The complicated nature of human relationships and the wealth of misunderstandings within them is another area in which To The Lighthouse excels. One feels the pain of each character and their struggles not only with how they are viewed by others but also how they view themselves. That these factors are themselves often irreconcilable and a source of great discomfort for all involved only adds to that sense of modern realism embedded through the text. There are no unsympathetic characters, none that I can find, for the novel almost impassively comments on the trials and internal workings of each character in turn. (I am going to again make a Sally Rooney comparison, and hope it is a compliment to both authors). But there are those easier to sympathize with, to relate to, and with whom life experience is easier shared. That makes us players in this game as well, and does well to endear one to the novel itself.

As for the novel itself, I find a curious relation to its reason for existing and how it justifies itself through the character of Lily Briscoe, the character with whom I most related. But there the sympathy of artists, and that may be as much the journey to the lighthouse as anything else.  The ways in which we as people seek to understand, immortalize, and find meaning in the hurried and snaillike pace of life is so often to turn to the arts—be it painting or writing or music.  Through To The Lighthouse, Woolf manages to capture the minute moments of powerful emotion we all experience through all stages of our lives and present them for us in honest, introspective ways that make our own lot in life all the easier to understand.  And it does this through art, by nature of existing, and in another sense, by being read.  Experienced.  Like life! 

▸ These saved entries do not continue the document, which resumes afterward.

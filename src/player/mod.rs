pub mod playlist;

use crate::media::{MediaElement, MediaError, MediaHost, MediaSignal};
use crate::reactor::{ComponentResponse, Event, PlayerEvent, ViewEvent};
use crate::types::NavDirection;
use playlist::{Playlist, PlaylistItem};
use thiserror::Error;

#[derive(Debug, Clone, Error, PartialEq)]
pub enum PlayerError {
	#[error("track {index} is outside the playlist (0..{len})")]
	IndexOutOfRange { index: usize, len: usize },
	#[error(transparent)]
	MediaLoad(#[from] MediaError),
}

/// Mirror of the mounted element's playback clock
#[derive(Debug, Clone, PartialEq)]
pub struct PlaybackSession {
	pub current: usize,
	pub playing: bool,
	pub elapsed: f64,
	/// Zero until metadata arrives
	pub duration: f64,
}

impl PlaybackSession {
	fn at(current: usize) -> Self {
		Self {
			current,
			playing: false,
			elapsed: 0.0,
			duration: 0.0,
		}
	}

	pub fn progress(&self) -> f64 {
		progress_ratio(self.elapsed, self.duration)
	}
}

/// Elapsed over total, 0 while the total is unknown
pub fn progress_ratio(elapsed: f64, duration: f64) -> f64 {
	if !duration.is_finite() || duration <= 0.0 || !elapsed.is_finite() {
		return 0.0;
	}
	(elapsed / duration).clamp(0.0, 1.0)
}

/// Formats seconds as `m:ss`
pub fn format_time(secs: f64) -> String {
	if !secs.is_finite() || secs <= 0.0 {
		return "0:00".to_string();
	}
	let total = secs.floor() as u64;
	format!("{}:{:02}", total / 60, total % 60)
}

fn known_duration(duration: f64) -> f64 {
	if duration.is_finite() && duration > 0.0 {
		duration
	} else {
		0.0
	}
}

pub struct MediaPlayer {
	playlist: Playlist,
	host: Box<dyn MediaHost>,
	element: Box<dyn MediaElement>,
	session: PlaybackSession,
	/// Bumped on every mount so signals from an older element are dropped
	load_id: u64,
	last_error: Option<PlayerError>,
}

impl MediaPlayer {
	pub fn new(playlist: Playlist, host: Box<dyn MediaHost>) -> Self {
		log::info!("[Player] Initializing with {} tracks", playlist.len());
		let element = host.mount(&playlist.items()[0]);
		let mut player = Self {
			playlist,
			host,
			element,
			session: PlaybackSession::at(0),
			load_id: 1,
			last_error: None,
		};
		player.adopt_element_duration();
		player
	}

	/// Convert element signals into events tagged with the current load
	pub fn poll(&mut self) -> ComponentResponse {
		let load_id = self.load_id;
		let events: Vec<Event> = self
			.element
			.poll_signals()
			.into_iter()
			.map(|signal| {
				Event::Player(match signal {
					MediaSignal::MetadataLoaded { duration } => {
						PlayerEvent::MetadataLoaded { load_id, duration }
					}
					MediaSignal::TimeUpdate { position } => {
						PlayerEvent::TimeUpdate { load_id, position }
					}
					MediaSignal::Ended => PlayerEvent::Ended { load_id },
					MediaSignal::LoadFailed { error } => PlayerEvent::LoadFailed { load_id, error },
				})
			})
			.collect();

		if events.is_empty() {
			ComponentResponse::none()
		} else {
			ComponentResponse::emit_many(events)
		}
	}

	pub fn handle(&mut self, event: &Event) -> ComponentResponse {
		match event {
			Event::Player(PlayerEvent::SelectTrack { index }) => {
				self.select_track(*index).unwrap_or_else(|e| {
					log::warn!("[Player] Select ignored: {}", e);
					ComponentResponse::none()
				})
			}
			Event::Player(PlayerEvent::Navigate { direction }) => {
				let index = match direction {
					NavDirection::Next => self.playlist.next_index(self.session.current),
					NavDirection::Prev => self.playlist.prev_index(self.session.current),
				};
				self.change_track(index)
			}
			Event::Player(PlayerEvent::TogglePlay) => self.set_playing(!self.session.playing),
			Event::Player(PlayerEvent::Stop) => {
				if self.session.playing {
					self.set_playing(false)
				} else {
					ComponentResponse::none()
				}
			}
			Event::Player(PlayerEvent::MetadataLoaded { load_id, duration }) => {
				if self.is_stale(*load_id) {
					return ComponentResponse::none();
				}
				self.session.duration = known_duration(*duration);
				self.session.elapsed = self.clamp_elapsed(self.session.elapsed);
				log::debug!("[Player] Duration {}s", self.session.duration);
				ComponentResponse::none()
			}
			Event::Player(PlayerEvent::TimeUpdate { load_id, position }) => {
				if self.is_stale(*load_id) || !position.is_finite() {
					return ComponentResponse::none();
				}
				self.session.elapsed = self.clamp_elapsed(*position);
				ComponentResponse::none()
			}
			Event::Player(PlayerEvent::Ended { load_id }) => {
				if self.is_stale(*load_id) {
					return ComponentResponse::none();
				}
				log::info!("[Player] Track {} ended", self.session.current);
				self.session.playing = false;
				ComponentResponse::none()
			}
			Event::Player(PlayerEvent::LoadFailed { load_id, error }) => {
				if self.is_stale(*load_id) {
					return ComponentResponse::none();
				}
				self.fail(error.clone())
			}
			_ => ComponentResponse::none(),
		}
	}

	/// Jump straight to `index`. Never wraps and never starts playback.
	pub fn select_track(&mut self, index: usize) -> Result<ComponentResponse, PlayerError> {
		if index >= self.playlist.len() {
			return Err(PlayerError::IndexOutOfRange {
				index,
				len: self.playlist.len(),
			});
		}
		if index == self.session.current {
			return Ok(ComponentResponse::none());
		}
		Ok(self.change_track(index))
	}

	/// Remount on `index`. The old track's error banner goes with it.
	fn change_track(&mut self, index: usize) -> ComponentResponse {
		let previous = self.session.current;
		self.element.pause();
		self.element.seek(0.0);

		self.session = PlaybackSession::at(index);
		self.last_error = None;

		let item = &self.playlist.items()[index];
		log::info!(
			"[Player] Track {} -> {} ({}, {})",
			previous,
			index,
			item.title,
			item.kind.as_str()
		);
		self.element = self.host.mount(item);
		self.load_id += 1;
		self.adopt_element_duration();
		ComponentResponse::emit(Event::View(ViewEvent::ClearError))
	}

	fn set_playing(&mut self, playing: bool) -> ComponentResponse {
		if playing {
			if let Err(error) = self.element.play() {
				return self.fail(error);
			}
			log::debug!(
				"[Player] Playing {} element for track {}",
				self.element.kind().as_str(),
				self.session.current
			);
			self.session.playing = true;
		} else {
			self.element.pause();
			self.session.playing = false;
			self.session.elapsed = self.clamp_elapsed(self.element.position());
		}
		ComponentResponse::none()
	}

	fn fail(&mut self, error: MediaError) -> ComponentResponse {
		log::error!("[Player] {}", error);
		self.session.playing = false;
		let message = error.to_string();
		self.last_error = Some(PlayerError::MediaLoad(error));
		ComponentResponse::emit(Event::View(ViewEvent::ShowError { message }))
	}

	fn adopt_element_duration(&mut self) {
		if let Some(duration) = self.element.duration() {
			self.session.duration = known_duration(duration);
		}
	}

	fn clamp_elapsed(&self, position: f64) -> f64 {
		let position = position.max(0.0);
		if self.session.duration > 0.0 {
			position.min(self.session.duration)
		} else {
			position
		}
	}

	fn is_stale(&self, load_id: u64) -> bool {
		if load_id != self.load_id {
			log::trace!("[Player] Dropping signal from load {}", load_id);
			return true;
		}
		false
	}

	/// Stop the mounted element before shutdown
	pub fn dispose(&mut self) {
		if self.element.is_playing() {
			self.element.pause();
		}
		self.session.playing = false;
		log::debug!("[Player] Disposed");
	}

	// Accessors for ViewManager
	pub fn session(&self) -> &PlaybackSession {
		&self.session
	}

	pub fn playlist(&self) -> &Playlist {
		&self.playlist
	}

	pub fn current_item(&self) -> &PlaylistItem {
		&self.playlist.items()[self.session.current]
	}

	pub fn last_error(&self) -> Option<&PlayerError> {
		self.last_error.as_ref()
	}
}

As I said, I won’t pretend that I am completely enamored with To The Lighthouse.  But through this reread, I have come better to understand it and, perhaps, understand more the role of art in all our lives.  I have myself written once that art is sympathy, and I think Woolf understood something of the same.  I will think of the book more, and even more in my own moments of small powerful emotion that make the poetry of life so incredibly vivid. 

The quiet nights sitting outside, looking at a light in the distance, and merely marveling at all that time passing by and what to do with it.